A hereditary disease of the nervous system - spinocerebellar degeneration - with lower limb muscular atrophy, sensory ataxia, bilateral pes cavus, loss of deep reflexes and sometimes upgoing toes on examination of the plantar reflex.

Description

A hereditary disease of the nervous system - spinocerebellar degeneration - with lower limb muscular atrophy, sensory ataxia, bilateral pes cavus, loss of deep reflexes and sometimes upgoing toes on examination of the plantar reflex. Sometimes severe curvature of the spine (scoliosis), and digital clawing and club feet. Cerebellar signs are often mild with truncal ataxia being the most prominent. Inheritance is autosomal dominant. Onset is during infancy or childhood. Symptoms include clumsiness of the hands, and disturbance of gait caused by impaired equilibrium. Symptoms first appear in early childhood and progress slowly throughout life. Inheritance is autosomal dominant.
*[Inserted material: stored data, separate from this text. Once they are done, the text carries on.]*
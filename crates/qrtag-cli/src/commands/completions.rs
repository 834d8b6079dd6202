use std::io::{self, Write};
use std::path::Path;

use clap::CommandFactory;
use clap_complete::Shell;

use crate::cli::{Cli, CompletionShell};
use crate::error::CliError;

const BIN_NAME: &str = "qrtag";

/// Print or write the completion script for `shell`
pub fn run_completions(shell: CompletionShell, output_path: Option<&Path>) -> Result<(), CliError> {
    let script = completion_script(shell);

    let Some(path) = output_path else {
        io::stdout().write_all(&script)?;
        return Ok(());
    };

    std::fs::write(path, &script)?;
    println!("{}", path.display());
    eprintln!("{}", install_hint(shell, path));
    Ok(())
}

pub fn completion_script(shell: CompletionShell) -> Vec<u8> {
    let mut command = Cli::command();
    let mut script = Vec::new();
    clap_complete::generate(Shell::from(shell), &mut command, BIN_NAME, &mut script);
    script
}

fn install_hint(shell: CompletionShell, path: &Path) -> String {
    let path = path.display();
    match shell {
        CompletionShell::Bash => format!("Add `source {path}` to ~/.bashrc"),
        CompletionShell::Zsh => format!("Place {path} as `_{BIN_NAME}` in a directory on $fpath"),
        CompletionShell::Fish => {
            format!("Copy {path} to ~/.config/fish/completions/{BIN_NAME}.fish")
        }
        CompletionShell::PowerShell => format!("Add `. {path}` to your $PROFILE"),
    }
}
It was reported by Roussy and Lévy in 1926. Spillane in 1940 described a family with 21 members, 16 of whom showed typical signs of this syndrome, four had an explosive type of speech, two or three showed signs of typical peroneal muscular atrophy, and one showed Friedreich's ataxia. Additional associated features, such as kyphoscoliosis, mental deficiency, and localized muscular atrophies, were later reported by various writers.

As described by Roussy and Lévy, the condition is first seen in infancy when there is a noticeable delay in walking.

This syndrome may be distinguished from Friedreich's ataxia by the absence of cerebellar and pyramidal signs; from Charcot-Marie-Tooth syndrome by the absence of sensory and vasomotor changes.

Independent of Roussy and Lévy the condition was described by Symonds and Shaw and by Rombold and Riley. J. Laprèsle 30 years later published a conclusive investigation of the course in four of Roussy and Lévy’s cases,

Bibliography

  • G. Roussy, G. Lévy:
    Sept cas d’une maladie familiale particulière: Troubles de la marche, pieds bots et aréflexie tendineuse généralisée, avec, accessoirement, légère maladresse des mains.
    Revue neurologique, Paris, 1926, 1: 427-450. La dystasie aréflexique héréditaire.
    Presse médicale, Paris, 1932, 40: 1733.
  • C. P. Symonds, M. E. Shaw:
    Familial claw-foot with absent tendon jerks: A forme fruste of the Charcot-Marie-Tooth disease.
    Brain, Oxford, 1926, 49: 387-403.
  • R. R. Rombold, H. A. Riley:
    The abortive type of Friedreich’s disease.
    Archives of Neurology and Psychiatry, Chicago, 1926, 16: 301-312.
  • J. Laprèsle:
    Contribution à l’étude de la dystasie aréflexique héréditaire. État actuel de 4 des 7 cas princeps de Roussy et Mlle. Lévy, 30 ans après la première publication de ces auteurs.
    Semaine des hôpitaux de Paris, 1956, 32: 2473-2482.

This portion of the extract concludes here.